WNCT-FM (107.9 FM) is a radio station  broadcasting an Adult Contemporary format. Licensed to Greenville, North Carolina, United States, the station serves the Rocky Mount, Greenville-New Bern-Jacksonville area.  The station is currently owned by Henry W. Hinton, Jr., through licensee Inner Banks Media, LLC.

History
In August 1963, Roy H. Park, owner of WNCT-TV, bought WGTC, Greenville's oldest radio station, which broadcast at 5,000 watts at 1590 AM, and WGTC-FM, which was to shortly take to the air on 107.7 FM. WGTC-FM signed on December 22, 1963, and changed callsigns to WNCT-FM one month later. The station was referred to as "FM 108" as an instrumental beautiful music station. The station moved to 107.9 FM in 1982. In 1992, music containing vocals were added - first two cuts per hour, then three, until the instrumentals were dropped entirely. This format change occurred around the same time as the death of Roy H Park. In 1993, the format was changed to light adult contemporary, adopting the moniker "Easy 108". Later that year, the name was changed to "Lite 108". The switch to "Oldies 107.9" came in 1994 after several years of soft adult contemporary music.

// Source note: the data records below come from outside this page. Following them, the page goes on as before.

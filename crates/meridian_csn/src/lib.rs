//! Commit-sequence-number snapshot isolation.
//!
//! Every committed transaction gets a CSN from a strictly increasing
//! wall-clock generator, and every snapshot carries one. A row version is
//! visible iff its writer committed with a CSN below the snapshot's. Because
//! CSNs are clock readings, a snapshot CSN taken on one node can be
//! imported on another, which is what makes cross-node snapshots
//! consistent.
//!
//! [`CsnContext`] is built once at node start and shared by every backend.

pub mod clock;
pub mod commit;
pub mod csn_log;
pub mod proc_array;
pub mod snapshot;
pub mod visibility;
pub mod xmin_map;

#[cfg(test)]
mod tests;

use std::sync::Arc;

use meridian_common::config::CsnConfig;
use meridian_common::error::{ConfigError, CsnError};
use meridian_common::types::{Csn, Xid};

pub use clock::{ClockSource, CsnGenerator, ManualClock, SystemClock};
pub use commit::CommitProtocol;
pub use csn_log::{CsnLog, CsnWal, MemCsnLog, MemCsnWal};
pub use proc_array::{Backend, BackendId, ProcArray, ProcSlot, Snapshot, XactLockGuard, XactLockTable};
pub use snapshot::{PreparedXact, PreparedXacts};
pub use visibility::VisibilityOracle;
pub use xmin_map::{SecondRing, XminMap};

/// An open local write transaction. Holds the transaction's xid locks
/// until it commits, aborts or is prepared.
#[derive(Debug)]
pub struct LocalXact {
    pub xid: Xid,
    pub subxids: Vec<Xid>,
    guard: XactLockGuard,
}

impl LocalXact {
    fn into_guard(self) -> XactLockGuard {
        self.guard
    }
}

/// Shared CSN state for one node.
pub struct CsnContext {
    config: CsnConfig,
    generator: Arc<CsnGenerator>,
    xmin_map: Option<Arc<XminMap>>,
    log: Arc<dyn CsnLog>,
    proc_array: Arc<ProcArray>,
    locks: Arc<XactLockTable>,
    commit: CommitProtocol,
    prepared: PreparedXacts,
}

impl CsnContext {
    pub fn new(
        config: CsnConfig,
        clock: Arc<dyn ClockSource>,
        log: Arc<dyn CsnLog>,
        wal: Arc<dyn CsnWal>,
    ) -> Result<Self, ConfigError> {
        config.validate()?;
        let generator = Arc::new(CsnGenerator::new(clock, wal, config.wal_assign_interval_secs));
        let xmin_map = (config.csn_snapshot_defer_time > 0)
            .then(|| Arc::new(XminMap::new(config.csn_snapshot_defer_time)));
        let proc_array = Arc::new(ProcArray::new(generator.clone()));
        let commit = CommitProtocol::new(log.clone(), config.enable_csn_snapshot);
        tracing::info!(
            enable_csn_snapshot = config.enable_csn_snapshot,
            defer_time_secs = config.csn_snapshot_defer_time,
            "CSN context created"
        );
        Ok(Self {
            config,
            generator,
            xmin_map,
            log,
            proc_array,
            locks: Arc::new(XactLockTable::new()),
            commit,
            prepared: PreparedXacts::new(),
        })
    }

    /// In-memory node with the system clock.
    pub fn in_memory(config: CsnConfig) -> Result<Self, ConfigError> {
        Self::new(
            config,
            Arc::new(SystemClock),
            Arc::new(MemCsnLog::new()),
            Arc::new(MemCsnWal::new()),
        )
    }

    /// Node start: seed the deferral map with the oldest active xid and,
    /// when CSN snapshots are on, fix the CSN horizon.
    pub fn startup(&self) {
        if let Some(map) = &self.xmin_map {
            map.startup(self.proc_array.oldest_xid_considered_running());
        }
        if self.config.enable_csn_snapshot {
            self.mark_csn_horizon();
        }
    }

    /// Resume after crash recovery.
    pub fn restore_after_recovery(&self, last_logged: Csn, next_xid: Xid) {
        self.proc_array.set_next_xid(next_xid);
        self.generator.restore_after_recovery(last_logged);
    }

    /// From now on, xids at or above the next one to be assigned are judged
    /// by CSN; older ones read as frozen.
    pub fn mark_csn_horizon(&self) {
        self.generator.set_xmin_for_csn(self.proc_array.next_xid());
    }

    pub fn config(&self) -> &CsnConfig {
        &self.config
    }

    pub fn generator(&self) -> &CsnGenerator {
        &self.generator
    }

    pub fn xmin_map(&self) -> Option<&XminMap> {
        self.xmin_map.as_deref()
    }

    pub fn proc_array(&self) -> &ProcArray {
        &self.proc_array
    }

    pub fn locks(&self) -> &Arc<XactLockTable> {
        &self.locks
    }

    pub fn commit_protocol(&self) -> &CommitProtocol {
        &self.commit
    }

    pub fn prepared(&self) -> &PreparedXacts {
        &self.prepared
    }

    pub fn generate_csn(&self) -> Result<Csn, CsnError> {
        self.generator.generate()
    }

    pub fn register_backend(&self) -> Backend {
        self.proc_array.register_backend()
    }

    /// Visibility oracle for one backend.
    pub fn oracle(&self) -> Result<VisibilityOracle, CsnError> {
        if !self.config.enable_csn_snapshot {
            return Err(CsnError::Disabled);
        }
        Ok(VisibilityOracle::new(
            self.log.clone(),
            self.generator.clone(),
            self.locks.clone(),
        ))
    }

    pub fn begin_transaction(&self, backend: &Backend) -> Result<LocalXact, CsnError> {
        let xid = self.proc_array.assign_xid(backend.id)?;
        Ok(LocalXact {
            xid,
            subxids: Vec::new(),
            guard: self.locks.lock(xid),
        })
    }

    pub fn begin_subtransaction(
        &self,
        backend: &Backend,
        xact: &mut LocalXact,
    ) -> Result<Xid, CsnError> {
        let sub = self.proc_array.assign_subxid(backend.id)?;
        xact.guard.add(sub);
        xact.subxids.push(sub);
        Ok(sub)
    }

    /// Local snapshot. The first snapshot of every second also records the
    /// oldest running xid in the deferral map.
    pub fn take_snapshot(&self, backend: &Backend) -> Result<Snapshot, CsnError> {
        let snapshot = self.proc_array.take_snapshot(backend.id)?;
        if let Some(map) = &self.xmin_map {
            map.record_snapshot(snapshot.snapshot_csn, || {
                self.proc_array.oldest_xid_considered_running()
            });
        }
        Ok(snapshot)
    }

    /// Commit `xact`; returns its CSN when CSN snapshots are on.
    pub fn commit_transaction(
        &self,
        backend: &Backend,
        xact: LocalXact,
    ) -> Result<Option<Csn>, CsnError> {
        self.commit.precommit(&backend.slot, xact.xid, &xact.subxids)?;
        let assigned =
            self.proc_array
                .end_transaction(backend.id, true, self.commit.is_enabled())?;
        let csn = self.commit.commit(&backend.slot, xact.xid, &xact.subxids)?;
        debug_assert_eq!(assigned, csn);
        drop(xact);
        Ok(csn)
    }

    pub fn abort_transaction(&self, backend: &Backend, xact: LocalXact) -> Result<(), CsnError> {
        self.commit.abort(&backend.slot, xact.xid, &xact.subxids)?;
        self.proc_array.end_transaction(backend.id, false, false)?;
        drop(xact);
        Ok(())
    }

    /// End a transaction that never wrote: only the advertised xmin goes.
    pub fn end_read_only(&self, backend: &Backend) -> Result<(), CsnError> {
        self.proc_array.end_transaction(backend.id, false, false)?;
        Ok(())
    }

    /// Horizon below which dead row versions may be reclaimed.
    pub fn vacuum_horizon(&self) -> Xid {
        self.proc_array
            .oldest_xmin_for_vacuum(self.xmin_map.as_ref().map(|m| m.deferred_xmin()))
    }
}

On February 2, 2017, Beasley announced that it would sell its six stations and four translators in the Greenville-New Bern-Jacksonville, North Carolina market, including WNCT-FM, to Curtis Media Group for $11 million to reduce the company's debt; WNCT-FM was concurrently divested to Inner Banks Media to comply with FCC ownership limits. The sale was completed on May 1, 2017.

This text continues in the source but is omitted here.